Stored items
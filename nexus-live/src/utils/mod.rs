/// Logging utilities
pub mod logging;

/// Global error handling
pub mod error;

// Re-export commonly used types
pub use error::{AppError, AppResult, ErrorCode};
use crate::audio::error::{AudioError, AudioResult};
use crate::codec::DecodedChunk;
use crate::playback::sink::AudioSink;
use tracing::{debug, info};

/// A chunk that is scheduled-in-future or playing-now.
///
/// Finished units are reaped from the live set; the scheduler owns the
/// set exclusively.
#[derive(Debug, Clone, PartialEq)]
pub struct PlaybackUnit {
    /// Monotonic identifier, for logging
    pub id: u64,
    /// Start time on the playback clock, seconds
    pub start: f64,
    /// End time on the playback clock, seconds
    pub end: f64,
}

/// Gapless, interruptible playback scheduler
///
/// Accepts decoded chunks in arrival order and lines them up back to
/// back on the sink's playback clock. A single cursor tracks where the
/// next chunk begins; when the clock has already passed the cursor the
/// chunk starts immediately instead (the gap is audible silence, not an
/// error). `interrupt` drops everything queued and resets the cursor to
/// now.
pub struct PlaybackScheduler<S: AudioSink> {
    /// Output sink (None once shut down)
    sink: Option<S>,
    /// Where the next chunk should begin, seconds on the playback clock
    cursor: f64,
    /// Live units: scheduled-in-future or playing-now
    live: Vec<PlaybackUnit>,
    next_id: u64,
}

impl<S: AudioSink> PlaybackScheduler<S> {
    /// Wrap a sink with a fresh cursor at the current clock time.
    pub fn new(sink: S) -> Self {
        let cursor = sink.now();
        Self {
            sink: Some(sink),
            cursor,
            live: Vec::new(),
            next_id: 0,
        }
    }

    /// Schedule a chunk for gapless playback after everything already
    /// scheduled.
    ///
    /// # Errors
    /// `AudioError::StreamError` if the scheduler has been shut down;
    /// sink submission errors pass through.
    pub fn schedule(&mut self, chunk: &DecodedChunk) -> AudioResult<()> {
        let Some(sink) = self.sink.as_mut() else {
            return Err(AudioError::StreamError(
                "playback scheduler is shut down".to_string(),
            ));
        };

        let now = sink.now();
        self.live.retain(|unit| unit.end > now);

        if chunk.is_empty() {
            return Ok(());
        }

        // Never schedule in the past: if the clock overtook the cursor,
        // the chunk starts immediately.
        let start = self.cursor.max(now);
        sink.submit(start, chunk)?;

        let end = start + chunk.duration();
        self.cursor = end;

        let id = self.next_id;
        self.next_id += 1;
        debug!(
            "Scheduled unit #{}: {:.3}s..{:.3}s ({} frames)",
            id,
            start,
            end,
            chunk.frames()
        );
        self.live.push(PlaybackUnit { id, start, end });

        Ok(())
    }

    /// Stop every live unit, clear the set and reset the cursor to now.
    ///
    /// Safe to call with nothing scheduled.
    pub fn interrupt(&mut self) {
        if let Some(sink) = self.sink.as_mut() {
            sink.discard_pending();
            self.cursor = sink.now();
        }
        if !self.live.is_empty() {
            info!("Interrupted {} live playback units", self.live.len());
        }
        self.live.clear();
    }

    /// Interrupt, then release the sink. Idempotent.
    pub fn shutdown(&mut self) {
        if self.sink.is_some() {
            self.interrupt();
            self.sink = None;
            info!("Playback scheduler shut down");
        }
    }

    /// Number of units scheduled-in-future or playing-now.
    pub fn live_units(&mut self) -> usize {
        if let Some(sink) = self.sink.as_ref() {
            let now = sink.now();
            self.live.retain(|unit| unit.end > now);
        }
        self.live.len()
    }

    /// Where the next chunk will begin (seconds, playback clock).
    pub fn cursor(&self) -> f64 {
        self.cursor
    }

    /// True once `shutdown` has released the sink.
    pub fn is_shut_down(&self) -> bool {
        self.sink.is_none()
    }
}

* **What the task requires**
Repeat the entries above exactly, leaving nothing out.

* **Solution to this task**
filename nexus-live/src/utils/mod.rs
/// Logging utilities
pub mod logging;

/// Global error handling
pub mod error;

// Re-export commonly used types
pub use error::{AppError, AppResult, ErrorCode};
use crate::audio::error::{AudioError, AudioResult};
use crate::codec::DecodedChunk;
use crate::playback::sink::AudioSink;
use tracing::{debug, info};

/// A chunk that is scheduled-in-future or playing-now.
///
/// Finished units are reaped from the live set; the scheduler owns the
/// set exclusively.
#[derive(Debug, Clone, PartialEq)]
pub struct PlaybackUnit {
    /// Monotonic identifier, for logging
    pub id: u64,
    /// Start time on the playback clock, seconds
    pub start: f64,
    /// End time on the playback clock, seconds
    pub end: f64,
}

/// Gapless, interruptible playback scheduler
///
/// Accepts decoded chunks in arrival order and lines them up back to
/// back on the sink's playback clock. A single cursor tracks where the
/// next chunk begins; when the clock has already passed the cursor the
/// chunk starts immediately instead (the gap is audible silence, not an
/// error). `interrupt` drops everything queued and resets the cursor to
/// now.
pub struct PlaybackScheduler<S: AudioSink> {
    /// Output sink (None once shut down)
    sink: Option<S>,
    /// Where the next chunk should begin, seconds on the playback clock
    cursor: f64,
    /// Live units: scheduled-in-future or playing-now
    live: Vec<PlaybackUnit>,
    next_id: u64,
}

impl<S: AudioSink> PlaybackScheduler<S> {
    /// Wrap a sink with a fresh cursor at the current clock time.
    pub fn new(sink: S) -> Self {
        let cursor = sink.now();
        Self {
            sink: Some(sink),
            cursor,
            live: Vec::new(),
            next_id: 0,
        }
    }

    /// Schedule a chunk for gapless playback after everything already
    /// scheduled.
    ///
    /// # Errors
    /// `AudioError::StreamError` if the scheduler has been shut down;
    /// sink submission errors pass through.
    pub fn schedule(&mut self, chunk: &DecodedChunk) -> AudioResult<()> {
        let Some(sink) = self.sink.as_mut() else {
            return Err(AudioError::StreamError(
                "playback scheduler is shut down".to_string(),
            ));
        };

        let now = sink.now();
        self.live.retain(|unit| unit.end > now);

        if chunk.is_empty() {
            return Ok(());
        }

        // Never schedule in the past: if the clock overtook the cursor,
        // the chunk starts immediately.
        let start = self.cursor.max(now);
        sink.submit(start, chunk)?;

        let end = start + chunk.duration();
        self.cursor = end;

        let id = self.next_id;
        self.next_id += 1;
        debug!(
            "Scheduled unit #{}: {:.3}s..{:.3}s ({} frames)",
            id,
            start,
            end,
            chunk.frames()
        );
        self.live.push(PlaybackUnit { id, start, end });

        Ok(())
    }

    /// Stop every live unit, clear the set and reset the cursor to now.
    ///
    /// Safe to call with nothing scheduled.
    pub fn interrupt(&mut self) {
        if let Some(sink) = self.sink.as_mut() {
            sink.discard_pending();
            self.cursor = sink.now();
        }
        if !self.live.is_empty() {
            info!("Interrupted {} live playback units", self.live.len());
        }
        self.live.clear();
    }

    /// Interrupt, then release the sink. Idempotent.
    pub fn shutdown(&mut self) {
        if self.sink.is_some() {
            self.interrupt();
            self.sink = None;
            info!("Playback scheduler shut down");
        }
    }

    /// Number of units scheduled-in-future or playing-now.
    pub fn live_units(&mut self) -> usize {
        if let Some(sink) = self.sink.as_ref() {
            let now = sink.now();
            self.live.retain(|unit| unit.end > now);
        }
        self.live.len()
    }

    /// Where the next chunk will begin (seconds, playback clock).
    pub fn cursor(&self) -> f64 {
        self.cursor
    }

    /// True once `shutdown` has released the sink.
    pub fn is_shut_down(&self) -> bool {
        self.sink.is_none()
    }
}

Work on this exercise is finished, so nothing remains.